Mais pour faire un tel choix, nous devons aller contre plusieurs idées répandues, qui peuvent nous entraîner dans la confusion. 

La première, c’est qu’être libre, c’est maitriser les choses : être maitre de la situation, de ses choix… On pense aussi que la liberté c’est d’abord le choix - les consommateurs que nous sommes baignent là dedans depuis leur naissance : plus de choix, le droit de se rétracter… certains rêvent d’une vie où comme sur Amazon ils puissent choisir sans limites ce qu’il veulent vivre, posséder, être !

Alors, envisager d’accepter quelque chose qu’on n’a pas choisi… ! Et en plus y voir de la liberté ! Ça fait beaucoup. 

Autre idée discutable : penser qu’avoir la foi, c’est savoir encaisser quand ça va mal (la fameuse « résilience ») Dieu ne nous appelle pas à un stoïcisme qui nous referme sur notre souffrance (« j’ai mal mais c’est pour le Seigneur » !), mais une relation ouverte avec nous, que nous puissions lui dire tout ce qui nous pèse, crier à lui quand ça fait mal- et lui demander la délivrance. 
De fait, quand le Serviteur dit « j'ai rendu mon visage semblable à du granit, sachant que je n'aurais pas honte », ce n’est pas pour dire : « j’ai serré les dents comme un homme, parce qu’un homme doit souffrir en silence » !  C’est pour marquer sa détermination face à la souffrance, une détermination ancrée dans une relation de confiance avec Dieu : «  le Seigneur DIEU m'a secouru… c’est pourquoi j'ai rendu mon visage semblable à du granit ». 
En d’autres termes, accepter quelque chose par la foi, ce n’est pas se résigner, surtout pas. Et c’est plus que « prendre sur soi » : c’est vivre notre situation en restant accroché à Dieu, sans cesser d’espérer qu’il va venir à notre secours, parce qu’il s’y est engagé, et qu’il ne délaisse pas ses enfants. 
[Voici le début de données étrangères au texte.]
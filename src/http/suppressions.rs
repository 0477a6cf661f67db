//! Suppression list handlers (design §6, §4.2).

use axum::extract::{Path, State};
use axum::http::StatusCode;
use axum::routing::{delete, get};
use axum::{Json, Router};
use serde::Deserialize;

use crate::error::AppError;
use crate::http::{AppState, OrgContext};
use crate::models::{SuppressionEntry, SuppressionReason, SuppressionScope};

pub fn router() -> Router<AppState> {
    Router::new()
        .route("/", get(list_suppressions).post(add_suppression))
        .route("/:scope/:value", delete(remove_suppression))
}

#[derive(Debug, Deserialize)]
pub struct AddSuppressionRequest {
    pub scope: SuppressionScope,
    pub value: String,
    pub reason: SuppressionReason,
}

async fn list_suppressions(
    State(state): State<AppState>,
    OrgContext(org): OrgContext,
) -> Result<Json<Vec<SuppressionEntry>>, AppError> {
    Ok(Json(state.gateway.list_suppressions(org).await?))
}

async fn add_suppression(
    State(state): State<AppState>,
    OrgContext(org): OrgContext,
    Json(request): Json<AddSuppressionRequest>,
) -> Result<(StatusCode, Json<SuppressionEntry>), AppError> {
    let entry = state
        .suppression
        .add(org, request.scope, &request.value, request.reason, "api")
        .await?;
    Ok((StatusCode::CREATED, Json(entry)))
}

async fn remove_suppression(
    State(state): State<AppState>,
    OrgContext(org): OrgContext,
    Path((scope, value)): Path<(String, String)>,
) -> Result<StatusCode, AppError> {
    let scope = match scope.as_str() {
        "email" => SuppressionScope::Email,
        "domain" => SuppressionScope::Domain,
        other => return Err(AppError::Validation(format!("unknown suppression scope {other}"))),
    };
    state.suppression.remove(org, scope, &value).await?;
    Ok(StatusCode::NO_CONTENT)
}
Dieu seul est notre secours ; même la foi nécessaire pour espérer « contre toute espérance », c’est lui qui nous la donne ! Encore faut-il que nous le laissions faire. Que nous lui disions « oui », sans nous « rebeller » ou nous « dérober ». 

Ainsi, à la suite de Jésus, nous découvrirons que la vraie liberté intérieure c’est de pouvoir dire oui à ce qu’on n’a pas choisi. 
Dire le  « oui » de la foi ; même si je ne comprends pas comment Dieu agit, je peux choisir de lui faire confiance : il sera ma lumière : « Quiconque marche dans les ténèbres et manque de clarté, qu'il mette sa confiance dans le nom du SEIGNEUR et qu'il s'appuie sur son Dieu ! ».

La jeune Marie a dit ce « oui » sans condition à Dieu, acceptant de se retrouver enceinte hors mariage sans avoir « planifié » cette grossesse.


Dire oui à Dieu, c’est accepter. Consentir à ce que je vis, ce que je suis. 
Jacques Philippe, dont le livre La liberté intérieure a largement inspiré cette méditation, écrit ceci : 
« Bien souvent, ce qui bloque l’action de la grâce, ce sont moins nos péchés ou nos erreurs que ces manques de consentement à notre faiblesse, tous ces refus plus ou moins conscients de ce que nous sommes ou de notre situation concrète. Pour « libérer » la grâce dans notre vie, et pour permettre des changements profonds et spectaculaires, il suffirait parfois de dire simplement « oui » (un oui inspiré par la confiance en Dieu) à des aspects de notre existence face auxquels nous maintenons une position de refus intérieur. Je n’admet pas d’avoir… telle fragilité, d’avoir été marqué par tel ou tel événement, d’être tombé dans tel péché… Sans m’en rendre compte, je stérilise l’action du Saint Esprit… Si je ne m’accueille pas tel que je suis, je ne permets pas à l’Esprit Saint de m’améliorer ! ». 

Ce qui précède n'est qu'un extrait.